Степка слышал, как «вода-то журчит», потому-то ему очень и не хотелось спускаться на реку: он, пожалуй, с большим удовольствием посидел бы на берегу, посмотрел бы, как там… Осторожно спустились братья на лед и осторожно пошли. Жутко стало Степке, когда вдруг очутился он во мгле, прохватывавшей его насквозь сыростью и холодом. Сердце его сильно заекало, и затряслись поджилки. Степка набожно крестился…

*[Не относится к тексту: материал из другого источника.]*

//! Peer Config Generator
//!
//! Turns a mesh's adjacency, addresses, LAN subnets and keys into one
//! interface specification per member. Output is fully determined by its
//! inputs: peers are ordered by node ID and ports by value, so regenerating
//! an unchanged mesh reproduces the previous specs exactly.

use std::collections::{BTreeMap, BTreeSet};
use std::fmt::Write as FmtWrite;
use std::net::Ipv4Addr;

use ipnet::Ipv4Net;
use serde::{Deserialize, Serialize};

use crate::error::{Error, Result};
use crate::mesh::topology::{self, pair_index};
use crate::mesh::{Mesh, Transport};
use crate::node::NodeRole;

/// Keepalive sent to hold NAT and firewall state open
pub const PERSISTENT_KEEPALIVE_SECS: u16 = 25;

/// What the generator needs to know about a member
#[derive(Debug, Clone, PartialEq, Eq)]
pub struct MemberInfo {
    pub address: Ipv4Addr,
    pub interface_name: String,
    pub role: NodeRole,
    /// Publicly reachable host for rendezvous listeners
    pub public_host: Option<String>,
}

impl MemberInfo {
    /// Whether this member advertises listeners
    fn advertises_listener(&self) -> bool {
        self.role == NodeRole::Server && self.public_host.is_some()
    }
}

/// Rendezvous address a peer listens on
#[derive(Debug, Clone, PartialEq, Eq, Serialize, Deserialize)]
pub struct Endpoint {
    pub host: String,
    pub port: u16,
    pub transport: Transport,
}

impl std::fmt::Display for Endpoint {
    fn fmt(&self, f: &mut std::fmt::Formatter<'_>) -> std::fmt::Result {
        if self.host.contains(':') {
            write!(f, "[{}]:{}", self.host, self.port)
        } else {
            write!(f, "{}:{}", self.host, self.port)
        }
    }
}

/// One peer entry of an interface spec
#[derive(Debug, Clone, PartialEq, Eq, Serialize, Deserialize)]
pub struct PeerEntry {
    pub node_id: String,
    pub public_key: String,
    pub allowed_ips: Vec<Ipv4Net>,
    pub endpoint: Option<Endpoint>,
    pub persistent_keepalive: u16,
}

/// Interface configuration pushed to one node's agent
#[derive(Debug, Clone, PartialEq, Eq, Serialize, Deserialize)]
pub struct InterfaceSpec {
    pub interface_name: String,
    pub private_key: String,
    /// Node's overlay address as a single-host prefix
    pub address: Ipv4Net,
    pub mtu: u16,
    pub transport: Transport,
    /// Pair ports this node listens on
    pub listen_ports: Vec<u16>,
    pub peers: Vec<PeerEntry>,
}

impl InterfaceSpec {
    /// Copy with the private key blanked out, for display
    pub fn redacted(&self) -> Self {
        Self {
            private_key: "[REDACTED]".to_string(),
            ..self.clone()
        }
    }

    /// Render as a wg-quick style document
    pub fn to_config_string(&self) -> String {
        let mut config = String::new();

        let _ = writeln!(config, "[Interface]");
        let _ = writeln!(config, "# {}", self.interface_name);
        let _ = writeln!(config, "PrivateKey = {}", self.private_key);
        let _ = writeln!(config, "Address = {}", self.address);
        let _ = writeln!(config, "MTU = {}", self.mtu);
        if !self.listen_ports.is_empty() {
            let ports: Vec<_> = self.listen_ports.iter().map(|p| p.to_string()).collect();
            let _ = writeln!(config, "# ListenPorts ({}) = {}", self.transport, ports.join(", "));
        }

        for peer in &self.peers {
            let _ = writeln!(config);
            let _ = writeln!(config, "# Node: {}", peer.node_id);
            let _ = writeln!(config, "[Peer]");
            let _ = writeln!(config, "PublicKey = {}", peer.public_key);
            let allowed: Vec<_> = peer.allowed_ips.iter().map(|ip| ip.to_string()).collect();
            let _ = writeln!(config, "AllowedIPs = {}", allowed.join(", "));
            if let Some(endpoint) = &peer.endpoint {
                let _ = writeln!(config, "Endpoint = {}", endpoint);
            }
            let _ = writeln!(config, "PersistentKeepalive = {}", peer.persistent_keepalive);
        }

        config
    }
}

/// Rendezvous port for the unordered pair `(a, b)`.
///
/// Members are ranked by ID so both sides derive the same value without a
/// negotiation round-trip.
pub fn rendezvous_port(mesh: &Mesh, a: &str, b: &str) -> Result<u16> {
    let mut sorted: Vec<&str> = mesh.node_ids.iter().map(String::as_str).collect();
    sorted.sort_unstable();

    let rank = |id: &str| {
        sorted
            .binary_search(&id)
            .map_err(|_| Error::NodeNotFound(id.to_string()))
    };
    let index = pair_index(rank(a)?, rank(b)?, sorted.len());

    u16::try_from(mesh.port as usize + index).map_err(|_| {
        Error::InvalidArgument(format!(
            "rendezvous port {} + {} exceeds 65535",
            mesh.port, index
        ))
    })
}

/// Check that every pair port of a mesh fits in the port space
pub fn check_port_range(port: u16, members: usize) -> Result<()> {
    let pairs = topology::max_pairs(members);
    if pairs > 0 && port as usize + pairs - 1 > u16::MAX as usize {
        return Err(Error::InvalidArgument(format!(
            "base port {} leaves no room for {} pair ports",
            port, pairs
        )));
    }
    Ok(())
}

/// Generate the spec for a single member
pub fn generate_for(
    mesh: &Mesh,
    node_id: &str,
    members: &BTreeMap<String, MemberInfo>,
) -> Result<InterfaceSpec> {
    let adjacency = topology::plan(&mesh.node_ids, mesh.topology);
    let peers = adjacency
        .get(node_id)
        .ok_or_else(|| Error::NodeNotFound(node_id.to_string()))?;
    build_spec(mesh, node_id, peers, members)
}

/// Generate the specs for every member
pub fn generate(
    mesh: &Mesh,
    members: &BTreeMap<String, MemberInfo>,
) -> Result<BTreeMap<String, InterfaceSpec>> {
    let adjacency = topology::plan(&mesh.node_ids, mesh.topology);
    let mut specs = BTreeMap::new();
    for (node_id, peers) in &adjacency {
        specs.insert(node_id.clone(), build_spec(mesh, node_id, peers, members)?);
    }
    Ok(specs)
}

fn build_spec(
    mesh: &Mesh,
    node_id: &str,
    peers: &BTreeSet<String>,
    members: &BTreeMap<String, MemberInfo>,
) -> Result<InterfaceSpec> {
    let local = member(members, node_id)?;
    let key = mesh
        .keys
        .get(node_id)
        .ok_or_else(|| Error::Internal(format!("no key generated for node {}", node_id)))?;

    let mut listen_ports = BTreeSet::new();
    let mut entries = Vec::with_capacity(peers.len());

    for peer_id in peers {
        let peer = member(members, peer_id)?;
        let peer_key = mesh
            .keys
            .get(peer_id)
            .ok_or_else(|| Error::Internal(format!("no key generated for node {}", peer_id)))?;
        let port = rendezvous_port(mesh, node_id, peer_id)?;

        if local.advertises_listener() {
            listen_ports.insert(port);
        }

        let mut allowed_ips = vec![host_prefix(peer.address)];
        if let Some(lan) = mesh.lan_subnets.get(peer_id) {
            allowed_ips.push(*lan);
        }

        let endpoint = match (&peer.public_host, peer.advertises_listener()) {
            (Some(host), true) => Some(Endpoint {
                host: host.clone(),
                port,
                transport: mesh.transport,
            }),
            _ => None,
        };

        entries.push(PeerEntry {
            node_id: peer_id.clone(),
            public_key: peer_key.public_key.clone(),
            allowed_ips,
            endpoint,
            persistent_keepalive: PERSISTENT_KEEPALIVE_SECS,
        });
    }

    Ok(InterfaceSpec {
        interface_name: local.interface_name.clone(),
        private_key: key.private_key.clone(),
        address: host_prefix(local.address),
        mtu: mesh.mtu,
        transport: mesh.transport,
        listen_ports: listen_ports.into_iter().collect(),
        peers: entries,
    })
}

fn member<'a>(members: &'a BTreeMap<String, MemberInfo>, id: &str) -> Result<&'a MemberInfo> {
    members
        .get(id)
        .ok_or_else(|| Error::NodeNotFound(id.to_string()))
}

fn host_prefix(address: Ipv4Addr) -> Ipv4Net {
    Ipv4Net::from(address)
}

Вехи, зимой обозначавшие дорогу, солома иструхшая, клоки полусгнившего сена и навоз местами обозначали им путь. Местами братья пробирались по уцелевшему снегу, порой скользили по тонкому, хрупкому льду, старательно ощупывая впереди себя палкой, прежде чем ступить. Вода, выступившая на поверхность льда, к утру подстыла так, что могла сдерживать человека. Братья тихо пробирались среди глубочайшего безмолвия и в непроницаемой, непроглядной мгле, ловко минуя опасные места и попадая на твердый, толстый лед. Впереди шел, разумеется, Алешка… Братья видели только друг друга: ни вперед, ни назад, ни по сторонам ничего не было видно. Даже звезды не мерцали над их головами, даже румяный восток скрывался за серыми волнами тумана. Слышали они только легкий шорох своих собственных шагов, да изредка доносился до них какой-то неопределенный, отдаленный шум, словно бы шум, гул и отголоски от какой-нибудь великой подземной работы, которою было занято множество сил.